§ **What is required**
Below are entries to return in full. Keep each one exact.
===== Data to examine =====
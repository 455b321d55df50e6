//! Client core for vendor binary database protocols
//!
//! [`protocol::ConnectionProtocol`] drives one connection through its state
//! machine on top of a [`protocol::DatabaseProtocol`] implementation such as
//! [`informix::InformixProtocol`]. Result sets stream rows off the wire and
//! switch to an in-memory copy when the connection is needed for something
//! else.

pub mod buffer_pool;
pub mod cache;
pub mod chunks;
pub mod col;
pub mod constant;
pub mod error;
pub mod informix;
pub mod list;
mod opts;
pub mod params;
pub mod params_pool;
pub mod protocol;
pub mod resultset;
pub mod share;
pub mod value;

#[cfg(feature = "sync")]
pub mod sync;

pub use opts::Opts;

#[cfg(test)]
mod col_test;
#[cfg(test)]
mod list_test;
use std::mem::ManuallyDrop;
use std::ops::{Deref, DerefMut};
use std::sync::{Arc, LazyLock};

use crossbeam_queue::ArrayQueue;

const POOL_CAPACITY: usize = 16;
/// Larger buffers are freed instead of kept idle
pub const MAX_RETAINED_BUFFER_BYTES: usize = 1024 * 1024;

pub static GLOBAL_ROW_BUFFER_POOL: LazyLock<Arc<RowBufferPool>> =
    LazyLock::new(|| Arc::new(RowBufferPool::default()));

/// A pooled row buffer that returns itself to the pool on drop.
pub struct PooledRowBuffer {
    pool: Arc<RowBufferPool>,
    inner: ManuallyDrop<Vec<u8>>,
}

impl PooledRowBuffer {
    fn new(pool: Arc<RowBufferPool>, vec: Vec<u8>) -> Self {
        Self {
            pool,
            inner: ManuallyDrop::new(vec),
        }
    }
}

impl std::fmt::Debug for PooledRowBuffer {
    fn fmt(&self, f: &mut std::fmt::Formatter<'_>) -> std::fmt::Result {
        f.debug_struct("PooledRowBuffer")
            .field("len", &self.inner.len())
            .finish()
    }
}

impl Deref for PooledRowBuffer {
    type Target = Vec<u8>;

    fn deref(&self) -> &Self::Target {
        &self.inner
    }
}

impl DerefMut for PooledRowBuffer {
    fn deref_mut(&mut self) -> &mut Self::Target {
        &mut self.inner
    }
}

impl Drop for PooledRowBuffer {
    fn drop(&mut self) {
        // SAFETY: inner is never accessed after this
        let vec = unsafe { ManuallyDrop::take(&mut self.inner) };
        self.pool.return_row_buffer(vec);
    }
}

/// Recycles the row buffers of connection-attached result sets
///
/// A buffer holds one whole fetch of rows, up to 10 MiB. Only buffers of at
/// most `MAX_RETAINED_BUFFER_BYTES` capacity are kept for reuse.
#[derive(Debug)]
pub struct RowBufferPool {
    row_buffers: ArrayQueue<Vec<u8>>,
}

impl RowBufferPool {
    pub fn new(capacity: usize) -> Self {
        Self {
            row_buffers: ArrayQueue::new(capacity),
        }
    }

    /// A zeroed buffer of exactly `len` bytes
    pub fn get_row_buffer(self: &Arc<Self>, len: usize) -> PooledRowBuffer {
        let mut vec = self.row_buffers.pop().unwrap_or_default();
        vec.resize(len, 0);
        PooledRowBuffer::new(Arc::clone(self), vec)
    }

    pub fn return_row_buffer(&self, mut vec: Vec<u8>) {
        if vec.capacity() > MAX_RETAINED_BUFFER_BYTES {
            return;
        }
        // Keep capacity, drop contents
        vec.clear();
        // Ignore if pool is full
        let _ = self.row_buffers.push(vec);
    }

    pub fn idle(&self) -> usize {
        self.row_buffers.len()
    }
}

impl Default for RowBufferPool {
    fn default() -> Self {
        Self::new(POOL_CAPACITY)
    }
}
=====
§ **The completed task**
repository 455b321d55df50e6
//! Client core for vendor binary database protocols
//!
//! [`protocol::ConnectionProtocol`] drives one connection through its state
//! machine on top of a [`protocol::DatabaseProtocol`] implementation such as
//! [`informix::InformixProtocol`]. Result sets stream rows off the wire and
//! switch to an in-memory copy when the connection is needed for something
//! else.

pub mod buffer_pool;
pub mod cache;
pub mod chunks;
pub mod col;
pub mod constant;
pub mod error;
pub mod informix;
pub mod list;
mod opts;
pub mod params;
pub mod params_pool;
pub mod protocol;
pub mod resultset;
pub mod share;
pub mod value;

#[cfg(feature = "sync")]
pub mod sync;

pub use opts::Opts;

#[cfg(test)]
mod col_test;
#[cfg(test)]
mod list_test;
use std::mem::ManuallyDrop;
use std::ops::{Deref, DerefMut};
use std::sync::{Arc, LazyLock};

use crossbeam_queue::ArrayQueue;

const POOL_CAPACITY: usize = 16;
/// Larger buffers are freed instead of kept idle
pub const MAX_RETAINED_BUFFER_BYTES: usize = 1024 * 1024;

pub static GLOBAL_ROW_BUFFER_POOL: LazyLock<Arc<RowBufferPool>> =
    LazyLock::new(|| Arc::new(RowBufferPool::default()));

/// A pooled row buffer that returns itself to the pool on drop.
pub struct PooledRowBuffer {
    pool: Arc<RowBufferPool>,
    inner: ManuallyDrop<Vec<u8>>,
}

impl PooledRowBuffer {
    fn new(pool: Arc<RowBufferPool>, vec: Vec<u8>) -> Self {
        Self {
            pool,
            inner: ManuallyDrop::new(vec),
        }
    }
}

impl std::fmt::Debug for PooledRowBuffer {
    fn fmt(&self, f: &mut std::fmt::Formatter<'_>) -> std::fmt::Result {
        f.debug_struct("PooledRowBuffer")
            .field("len", &self.inner.len())
            .finish()
    }
}

impl Deref for PooledRowBuffer {
    type Target = Vec<u8>;

    fn deref(&self) -> &Self::Target {
        &self.inner
    }
}

impl DerefMut for PooledRowBuffer {
    fn deref_mut(&mut self) -> &mut Self::Target {
        &mut self.inner
    }
}

impl Drop for PooledRowBuffer {
    fn drop(&mut self) {
        // SAFETY: inner is never accessed after this
        let vec = unsafe { ManuallyDrop::take(&mut self.inner) };
        self.pool.return_row_buffer(vec);
    }
}

/// Recycles the row buffers of connection-attached result sets
///
/// A buffer holds one whole fetch of rows, up to 10 MiB. Only buffers of at
/// most `MAX_RETAINED_BUFFER_BYTES` capacity are kept for reuse.
#[derive(Debug)]
pub struct RowBufferPool {
    row_buffers: ArrayQueue<Vec<u8>>,
}

impl RowBufferPool {
    pub fn new(capacity: usize) -> Self {
        Self {
            row_buffers: ArrayQueue::new(capacity),
        }
    }

    /// A zeroed buffer of exactly `len` bytes
    pub fn get_row_buffer(self: &Arc<Self>, len: usize) -> PooledRowBuffer {
        let mut vec = self.row_buffers.pop().unwrap_or_default();
        vec.resize(len, 0);
        PooledRowBuffer::new(Arc::clone(self), vec)
    }

    pub fn return_row_buffer(&self, mut vec: Vec<u8>) {
        if vec.capacity() > MAX_RETAINED_BUFFER_BYTES {
            return;
        }
        // Keep capacity, drop contents
        vec.clear();
        // Ignore if pool is full
        let _ = self.row_buffers.push(vec);
    }

    pub fn idle(&self) -> usize {
        self.row_buffers.len()
    }
}

impl Default for RowBufferPool {
    fn default() -> Self {
        Self::new(POOL_CAPACITY)
    }
}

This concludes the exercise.